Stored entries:
^^^^^^^^^^^^^^^^
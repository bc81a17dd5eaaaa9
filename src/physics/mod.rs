//! Matter components coupling to the BSSN source slots.
//!
//! # Design Philosophy
//!
//! The geometry does not know what matter it carries. Every matter sector
//! implements [`MatterComponent`] and *adds* its stress-energy into the
//! shared source slots (energy density, stress trace, momentum density,
//! trace-free stress); because contributions are additive, components
//! compose without ordering requirements, and the driver runs them one at
//! a time between stages.
//!
//! Components with their own evolved state (the scalar sector) additionally
//! participate in the RK stage protocol through the default-empty hooks;
//! stateless components (the cosmological constant) implement only the
//! source contribution.

pub mod dust;
pub mod lambda;
pub mod scalar;

pub use dust::Dust;
pub use lambda::Lambda;
pub use scalar::ScalarField;

use crate::bssn::{BssnFields, SourceSlots};
use crate::solver::{FrwRef, RkStage};

/// Capability contract of a matter sector.
pub trait MatterComponent: Send {
    /// Display name for logs and diagnostics.
    fn name(&self) -> &'static str;

    /// Add this component's stress-energy into the BSSN source slots.
    ///
    /// Reads the `a` banks of the geometry (and the component's own `a`
    /// banks where it has evolved state); must only ever *accumulate* into
    /// `src`, never overwrite, so that components commute.
    fn add_bssn_source(&mut self, fields: &BssnFields, src: &mut SourceSlots, frw: &FrwRef);

    // ---- RK stage protocol (only for components with evolved state) ----

    fn step_init(&mut self) {}

    /// Compute this component's RHS into its own `c` banks.
    fn evolve_stage(&mut self, _fields: &BssnFields, _frw: &FrwRef) {}

    fn rk_finalize(&mut self, _stage: RkStage) {}

    fn step_term(&mut self) {}

    /// NaN count over the component's committed state.
    fn nan_count(&self) -> usize {
        0
    }

    /// Largest violation of the component's internal consistency
    /// diagnostic, if it has one (e.g. `psi_i - d_i phi` for the scalar).
    fn constraint_max(&self) -> Option<f64> {
        None
    }
}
^^^^^^^^^^^^^^^^
Work to complete
Set down every entry once more, exactly as it was written above.

Response to the exercise
repository bc81a17dd5eaaaa9
filename src/physics/mod.rs
//! Matter components coupling to the BSSN source slots.
//!
//! # Design Philosophy
//!
//! The geometry does not know what matter it carries. Every matter sector
//! implements [`MatterComponent`] and *adds* its stress-energy into the
//! shared source slots (energy density, stress trace, momentum density,
//! trace-free stress); because contributions are additive, components
//! compose without ordering requirements, and the driver runs them one at
//! a time between stages.
//!
//! Components with their own evolved state (the scalar sector) additionally
//! participate in the RK stage protocol through the default-empty hooks;
//! stateless components (the cosmological constant) implement only the
//! source contribution.

pub mod dust;
pub mod lambda;
pub mod scalar;

pub use dust::Dust;
pub use lambda::Lambda;
pub use scalar::ScalarField;

use crate::bssn::{BssnFields, SourceSlots};
use crate::solver::{FrwRef, RkStage};

/// Capability contract of a matter sector.
pub trait MatterComponent: Send {
    /// Display name for logs and diagnostics.
    fn name(&self) -> &'static str;

    /// Add this component's stress-energy into the BSSN source slots.
    ///
    /// Reads the `a` banks of the geometry (and the component's own `a`
    /// banks where it has evolved state); must only ever *accumulate* into
    /// `src`, never overwrite, so that components commute.
    fn add_bssn_source(&mut self, fields: &BssnFields, src: &mut SourceSlots, frw: &FrwRef);

    // ---- RK stage protocol (only for components with evolved state) ----

    fn step_init(&mut self) {}

    /// Compute this component's RHS into its own `c` banks.
    fn evolve_stage(&mut self, _fields: &BssnFields, _frw: &FrwRef) {}

    fn rk_finalize(&mut self, _stage: RkStage) {}

    fn step_term(&mut self) {}

    /// NaN count over the component's committed state.
    fn nan_count(&self) -> usize {
        0
    }

    /// Largest violation of the component's internal consistency
    /// diagnostic, if it has one (e.g. `psi_i - d_i phi` for the scalar).
    fn constraint_max(&self) -> Option<f64> {
        None
    }
}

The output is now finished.